[[ TASK INPUTS, beginning ]]

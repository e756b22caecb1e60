//! Matrix assembly.
//!
//! Raw records become [`Cell`]s first (literal or formula amount, optional
//! distribution), collected in a [`MatrixModel`]. Evaluating the model gives
//! the numeric [`MatrixData`]; sampling it gives one Monte Carlo draw.

pub mod allocation;
pub mod assembler;
pub mod cell;
pub mod config;
pub mod data;
pub mod impact_builder;

pub use allocation::AllocationIndex;
pub use assembler::MatrixAssembler;
pub use cell::{Cell, CellMatrix, CellValue};
pub use config::MatrixConfig;
pub use data::{MatrixData, MatrixModel};
pub use impact_builder::ImpactBuilder;
use std::collections::HashMap;

use crate::domain::{AllocationFactor, AllocationMethod, CalcExchange, ExchangeId, FlowId, ProcessId, Provider};

/// Allocation factors of multi-output processes for one allocation method.
///
/// Physical and economic factors apply to all exchanges of a process
/// product; causal factors are given per exchange. A missing factor is 1.
#[derive(Debug, Clone, Default)]
pub struct AllocationIndex {
    method: AllocationMethod,
    product_factors: HashMap<(ProcessId, FlowId), f64>,
    exchange_factors: HashMap<(ProcessId, FlowId, ExchangeId), f64>,
}

impl AllocationIndex {
    pub fn new(method: AllocationMethod, factors: &HashMap<ProcessId, Vec<AllocationFactor>>) -> Self {
        let mut index = Self { method, ..Default::default() };
        if !method.is_active() {
            return index;
        }
        for factor in factors.values().flatten().filter(|f| f.method == method) {
            match (method, factor.exchange_id) {
                (AllocationMethod::Causal, Some(exchange_id)) => {
                    index
                        .exchange_factors
                        .insert((factor.process_id, factor.product_id, exchange_id), factor.value);
                }
                (AllocationMethod::Causal, None) => {}
                _ => {
                    index
                        .product_factors
                        .insert((factor.process_id, factor.product_id), factor.value);
                }
            }
        }
        index
    }

    pub fn method(&self) -> AllocationMethod {
        self.method
    }

    pub fn factor(&self, provider: &Provider, exchange: &CalcExchange) -> f64 {
        match self.method {
            AllocationMethod::None => 1.0,
            AllocationMethod::Causal => self
                .exchange_factors
                .get(&(provider.process_id, provider.flow_id, exchange.exchange_id))
                .copied()
                .unwrap_or(1.0),
            _ => self
                .product_factors
                .get(&(provider.process_id, provider.flow_id))
                .copied()
                .unwrap_or(1.0),
        }
    }
}

/// True when the exchanges describe a multi-output process that needs
/// allocation.
pub fn is_multi_output(exchanges: &[CalcExchange]) -> bool {
    exchanges.iter().filter(|e| e.is_provider_flow()).count() > 1
}

#[cfg(test)]
mod tests {
    use super::*;

    fn factors() -> HashMap<ProcessId, Vec<AllocationFactor>> {
        let mut map = HashMap::new();
        map.insert(
            1,
            vec![
                AllocationFactor::new(1, 10, AllocationMethod::Physical, 0.7),
                AllocationFactor::new(1, 11, AllocationMethod::Physical, 0.3),
                AllocationFactor::new(1, 10, AllocationMethod::Economic, 0.9),
                AllocationFactor::causal(1, 10, 5, 0.25),
            ],
        );
        map
    }

    #[test]
    fn test_product_factors_follow_method() {
        let exchange = CalcExchange::elementary_output(1, 5, 100, 1.0);
        let physical = AllocationIndex::new(AllocationMethod::Physical, &factors());
        assert_eq!(physical.factor(&Provider::new(1, 10), &exchange), 0.7);
        assert_eq!(physical.factor(&Provider::new(1, 11), &exchange), 0.3);

        let economic = AllocationIndex::new(AllocationMethod::Economic, &factors());
        assert_eq!(economic.factor(&Provider::new(1, 10), &exchange), 0.9);
        assert_eq!(economic.factor(&Provider::new(1, 11), &exchange), 1.0);
    }

    #[test]
    fn test_causal_factors_are_per_exchange() {
        let causal = AllocationIndex::new(AllocationMethod::Causal, &factors());
        let provider = Provider::new(1, 10);
        assert_eq!(causal.factor(&provider, &CalcExchange::elementary_output(1, 5, 100, 1.0)), 0.25);
        assert_eq!(causal.factor(&provider, &CalcExchange::elementary_output(1, 6, 100, 1.0)), 1.0);
    }

    #[test]
    fn test_multi_output_detection() {
        let single = vec![
            CalcExchange::product_output(1, 1, 10, 1.0),
            CalcExchange::product_input(1, 2, 20, 1.0),
        ];
        assert!(!is_multi_output(&single));
        let mut multi = single.clone();
        multi.push(CalcExchange::product_output(1, 3, 11, 1.0));
        assert!(is_multi_output(&multi));
    }
}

[[ TASK INPUTS, end ]]

The required output is the entries from their opening line through the line holding "use std::collections::HashMap;", repeated exactly, with both end lines kept.

repository e756b22caecb1e60
//! Matrix assembly.
//!
//! Raw records become [`Cell`]s first (literal or formula amount, optional
//! distribution), collected in a [`MatrixModel`]. Evaluating the model gives
//! the numeric [`MatrixData`]; sampling it gives one Monte Carlo draw.

pub mod allocation;
pub mod assembler;
pub mod cell;
pub mod config;
pub mod data;
pub mod impact_builder;

pub use allocation::AllocationIndex;
pub use assembler::MatrixAssembler;
pub use cell::{Cell, CellMatrix, CellValue};
pub use config::MatrixConfig;
pub use data::{MatrixData, MatrixModel};
pub use impact_builder::ImpactBuilder;
use std::collections::HashMap;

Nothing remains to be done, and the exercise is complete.